The Tyler Colvin incident Sunday has re-opened the debate on maple bats, and it should. After watching countless examples of jagged bat fragments flying through the air in recent years, I’ve long feared a tragedy at the ballpark. I know I’m not alone. A’s reliever Brad Ziegler, who wound up with a six-inch gash in the back of his right shoulder when hit by a maple bat fragment less than three weeks ago, calls these flying fragments “a two-pound tomahawk flying through the air.”He wants them banned.
This is one instance where baseball should be pro-active, rather than reactive, before there’s a fatality. I’m aware that there has been an ash infestation that has led to a severe ash shortage in North America, as I discussed in this piece two years ago. Rob Manfred, MLB’s executive vice president of labor relations, told Phil Rogers of the Chicago Tribune yesterday: “People say ban maple bats. We couldn’t play if we banned maple bats. There’s not enough ash available. If you banned maple, you’d find there’s not enough high-quality ash available. We’re dealing with an ash blight in the United States.”
I’m also aware that MLB and the Players Association have already had a joint study on this matter and instituted some safety measures that went into effect during the 2009 season. That was a positive step, but just a step. The incidents of broken bats are down, but this problem is far from solved.
I don’t know what the solution is.

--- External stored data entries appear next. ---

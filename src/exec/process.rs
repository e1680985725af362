use anyhow::{Context, Result};
use std::path::Path;
use std::process::{ExitStatus, Stdio};
use std::time::Duration;
use tokio::io::{AsyncRead, AsyncReadExt, AsyncWriteExt};
use tokio::process::{Child, Command};
use tokio::task::JoinHandle;
use tokio::time::Instant;
use tracing::debug;

use super::outcome::{CrashCause, ExecutionOutcome};

/// Runs compiled binaries as child processes with an optional time limit
///
/// One attempt per call, no retries. Every exit path (normal exit, timeout or
/// error) releases the child and its pipes before returning: timed-out children
/// are killed and reaped, and the child handle is `kill_on_drop` for the rest.
/// Reading the pipes to EOF counts against the same deadline, so a descendant
/// that keeps stdout open turns the run into `TimedOut`.
#[derive(Debug, Clone, Copy, Default)]
pub struct ProcessRunner;

impl ProcessRunner {
    pub fn new() -> Self {
        Self
    }

    /// Execute `binary` with `stdin_text` on standard input
    ///
    /// `time_limit` of `None` waits forever (used for the generator). A zero
    /// limit always yields `TimedOut`. The `Err` arm is reserved for failing to
    /// launch or wait on the process at all.
    pub async fn run(
        &self,
        binary: &Path,
        stdin_text: &str,
        time_limit: Option<Duration>,
    ) -> Result<ExecutionOutcome> {
        let deadline = time_limit.map(|limit| Instant::now() + limit);
        let mut child = spawn_piped(binary)
            .await
            .with_context(|| format!("Failed to spawn {}", binary.display()))?;

        // Feed stdin from its own task so a child that never reads cannot stall us.
        // Dropping the pipe at the end of the task closes the child's input.
        let stdin_pipe = child.stdin.take();
        let input = stdin_text.as_bytes().to_vec();
        let mut feeder = tokio::spawn(async move {
            if let Some(mut pipe) = stdin_pipe {
                // A child that exits without reading closes the pipe; that is not our error
                let _ = pipe.write_all(&input).await;
                let _ = pipe.shutdown().await;
            }
        });
        let mut stdout_reader = spawn_drain(child.stdout.take());
        let mut stderr_reader = spawn_drain(child.stderr.take());

        let waited = match deadline {
            Some(_) if time_limit.is_some_and(|limit| limit.is_zero()) => None,
            Some(deadline) => tokio::time::timeout_at(deadline, child.wait()).await.ok(),
            None => Some(child.wait().await),
        };

        let status = match waited {
            Some(status) => status,
            None => {
                let limit = time_limit.unwrap_or_default();
                debug!("{} exceeded {} ms, killing", binary.display(), limit.as_millis());
                // kill() also reaps the child
                let _ = child.kill().await;
                feeder.abort();
                stdout_reader.abort();
                stderr_reader.abort();
                return Ok(ExecutionOutcome::TimedOut { limit });
            }
        };

        let status = match status {
            Ok(status) => status,
            Err(e) => {
                feeder.abort();
                stdout_reader.abort();
                stderr_reader.abort();
                return Err(e).with_context(|| format!("Failed to wait for {}", binary.display()));
            }
        };

        // A descendant that inherited the pipes can hold them open after the
        // child exits, so draining shares the same deadline
        let drained = async {
            let _ = (&mut feeder).await;
            let stdout = (&mut stdout_reader).await.unwrap_or_default();
            let stderr = (&mut stderr_reader).await.unwrap_or_default();
            (stdout, stderr)
        };
        let drained = match deadline {
            Some(deadline) => tokio::time::timeout_at(deadline, drained).await.ok(),
            None => Some(drained.await),
        };

        match drained {
            Some((stdout, stderr)) => Ok(classify(status, &stdout, &stderr)),
            None => {
                let limit = time_limit.unwrap_or_default();
                debug!(
                    "{} left its output open past {} ms",
                    binary.display(),
                    limit.as_millis()
                );
                feeder.abort();
                stdout_reader.abort();
                stderr_reader.abort();
                Ok(ExecutionOutcome::TimedOut { limit })
            }
        }
    }
}

/// ETXTBSY: the binary is still open for writing in a concurrently forked child
const EXECUTABLE_BUSY: i32 = 26;
pub(crate) const SPAWN_ATTEMPTS: u32 = 5;

pub(crate) fn is_executable_busy(e: &std::io::Error) -> bool {
    e.raw_os_error() == Some(EXECUTABLE_BUSY)
}

/// Spawn with all three standard streams piped
///
/// A freshly written binary can briefly fail with `ETXTBSY`; only that error is
/// retried, and only a bounded number of times.
async fn spawn_piped(binary: &Path) -> std::io::Result<Child> {
    let mut attempt = 1;
    loop {
        let spawned = Command::new(binary)
            .stdin(Stdio::piped())
            .stdout(Stdio::piped())
            .stderr(Stdio::piped())
            .kill_on_drop(true)
            .spawn();
        match spawned {
            Err(e) if is_executable_busy(&e) && attempt < SPAWN_ATTEMPTS => {
                debug!("{} is busy, retrying spawn", binary.display());
                tokio::time::sleep(Duration::from_millis(10 * u64::from(attempt))).await;
                attempt += 1;
            }
            result => return result,
        }
    }
}

/// Read a child pipe to the end on a separate task
fn spawn_drain<R>(pipe: Option<R>) -> JoinHandle<Vec<u8>>
where
    R: AsyncRead + Unpin + Send + 'static,
{
    tokio::spawn(async move {
        let mut buffer = Vec::new();
        if let Some(mut pipe) = pipe {
            let _ = pipe.read_to_end(&mut buffer).await;
        }
        buffer
    })
}

/// Classify a finished process
///
/// Precedence: signal, non-zero exit, blank output, completed. Timeouts never
/// reach this function.
pub(crate) fn classify(status: ExitStatus, stdout: &[u8], stderr: &[u8]) -> ExecutionOutcome {
    if let Some(signal) = termination_signal(&status) {
        return ExecutionOutcome::Crashed {
            cause: CrashCause::Signal(signal),
            stderr: first_non_empty_line(stderr),
        };
    }

    match status.code() {
        Some(0) => {
            let output = String::from_utf8_lossy(stdout);
            let trimmed = output.trim();
            if trimmed.is_empty() {
                ExecutionOutcome::NoOutputProduced
            } else {
                ExecutionOutcome::Completed {
                    output: trimmed.to_string(),
                    exit_code: 0,
                }
            }
        }
        Some(code) => ExecutionOutcome::Crashed {
            cause: CrashCause::ExitCode(code),
            stderr: first_non_empty_line(stderr),
        },
        // No code and no signal: report as an unknown abnormal exit
        None => ExecutionOutcome::Crashed {
            cause: CrashCause::ExitCode(-1),
            stderr: first_non_empty_line(stderr),
        },
    }
}

#[cfg(unix)]
fn termination_signal(status: &ExitStatus) -> Option<i32> {
    use std::os::unix::process::ExitStatusExt;
    status.signal()
}

#[cfg(not(unix))]
fn termination_signal(_status: &ExitStatus) -> Option<i32> {
    None
}

fn first_non_empty_line(bytes: &[u8]) -> String {
    String::from_utf8_lossy(bytes)
        .lines()
        .map(str::trim)
        .find(|line| !line.is_empty())
        .unwrap_or_default()
        .to_string()
}

#[cfg(all(test, unix))]
mod tests {
    use super::*;
    use crate::test_support::write_script;
    use std::os::unix::process::ExitStatusExt;
    use std::time::Instant;
    use tempfile::TempDir;

    #[test]
    fn test_classify_precedence() {
        // Raw wait statuses: exit code lives in the high byte, signal in the low bits
        let ok = ExitStatus::from_raw(0);
        let exit_one = ExitStatus::from_raw(1 << 8);
        let sigkill = ExitStatus::from_raw(9);

        assert_eq!(
            classify(ok, b"  7 8\n", b""),
            ExecutionOutcome::Completed {
                output: "7 8".to_string(),
                exit_code: 0
            }
        );
        assert_eq!(
            classify(ok, b" \n\t", b""),
            ExecutionOutcome::NoOutputProduced
        );
        assert_eq!(
            classify(exit_one, b"partial", b"\n\nbad input\nmore\n"),
            ExecutionOutcome::Crashed {
                cause: CrashCause::ExitCode(1),
                stderr: "bad input".to_string()
            }
        );
        // A signal wins even when output was produced
        assert_eq!(
            classify(sigkill, b"42", b""),
            ExecutionOutcome::Crashed {
                cause: CrashCause::Signal(9),
                stderr: String::new()
            }
        );
    }

    #[tokio::test]
    async fn test_echo_completes_with_trimmed_output() {
        let dir = TempDir::new().unwrap();
        let echo = write_script(&dir, "echo", "cat");

        let outcome = ProcessRunner::new()
            .run(&echo, "1 2 3\n", Some(Duration::from_secs(5)))
            .await
            .unwrap();

        assert_eq!(outcome.output(), Some("1 2 3"));
    }

    #[tokio::test]
    async fn test_never_terminating_program_times_out() {
        let dir = TempDir::new().unwrap();
        let sleeper = write_script(&dir, "sleeper", "exec sleep 30");

        let start = Instant::now();
        let outcome = ProcessRunner::new()
            .run(&sleeper, "", Some(Duration::from_millis(200)))
            .await
            .unwrap();

        assert_eq!(
            outcome,
            ExecutionOutcome::TimedOut {
                limit: Duration::from_millis(200)
            }
        );
        assert!(start.elapsed() < Duration::from_secs(10));
    }

    #[tokio::test]
    async fn test_background_child_holding_stdout_times_out() {
        let dir = TempDir::new().unwrap();
        let forker = write_script(&dir, "forker", "sleep 30 &\necho 1");

        let start = Instant::now();
        let outcome = ProcessRunner::new()
            .run(&forker, "", Some(Duration::from_millis(200)))
            .await
            .unwrap();

        assert_eq!(
            outcome,
            ExecutionOutcome::TimedOut {
                limit: Duration::from_millis(200)
            }
        );
        assert!(start.elapsed() < Duration::from_secs(5));
    }

    #[tokio::test]
    async fn test_zero_limit_times_out() {
        let dir = TempDir::new().unwrap();
        let echo = write_script(&dir, "echo", "cat");

        let outcome = ProcessRunner::new()
            .run(&echo, "5\n", Some(Duration::ZERO))
            .await
            .unwrap();

        assert!(matches!(outcome, ExecutionOutcome::TimedOut { .. }));
    }

    #[tokio::test]
    async fn test_non_zero_exit_reports_stderr() {
        let dir = TempDir::new().unwrap();
        let crasher = write_script(&dir, "crasher", "echo 'index out of range' >&2\nexit 3");

        let outcome = ProcessRunner::new()
            .run(&crasher, "", Some(Duration::from_secs(5)))
            .await
            .unwrap();

        assert_eq!(
            outcome,
            ExecutionOutcome::Crashed {
                cause: CrashCause::ExitCode(3),
                stderr: "index out of range".to_string()
            }
        );
    }

    #[tokio::test]
    async fn test_signal_is_reported() {
        let dir = TempDir::new().unwrap();
        let killer = write_script(&dir, "killer", "kill -9 $$");

        let outcome = ProcessRunner::new()
            .run(&killer, "", Some(Duration::from_secs(5)))
            .await
            .unwrap();

        assert!(matches!(
            outcome,
            ExecutionOutcome::Crashed {
                cause: CrashCause::Signal(9),
                ..
            }
        ));
    }

    #[tokio::test]
    async fn test_blank_output_is_no_output() {
        let dir = TempDir::new().unwrap();
        let silent = write_script(&dir, "silent", "printf '  \\n'");

        let outcome = ProcessRunner::new()
            .run(&silent, "ignored\n", Some(Duration::from_secs(5)))
            .await
            .unwrap();

        assert_eq!(outcome, ExecutionOutcome::NoOutputProduced);
    }

    #[tokio::test]
    async fn test_generator_runs_without_limit() {
        let dir = TempDir::new().unwrap();
        let generator = write_script(&dir, "gen", "echo 42");

        let outcome = ProcessRunner::new().run(&generator, "", None).await.unwrap();

        assert_eq!(outcome.output(), Some("42"));
    }

    #[tokio::test]
    async fn test_missing_binary_is_an_error() {
        let dir = TempDir::new().unwrap();
        let missing = dir.path().join("does-not-exist");

        let result = ProcessRunner::new()
            .run(&missing, "", Some(Duration::from_secs(1)))
            .await;

        assert!(result.is_err());
    }
}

The “BatGlove” mentioned in the Tribune piece — described as “a thin, clear plastic wrap” that is designed to keep the bat together when it breaks — sounds promising. Perhaps more dramatic regulation of maple bats is necessary. Maybe another source of ash, or an alternate wood or composite, can be found that works for hitters and doesn’t result in the bat becoming a missile when broken.
All I know is that if this problem is not seriously addressed, there is going to be a much uglier outcome at the ballpark one day.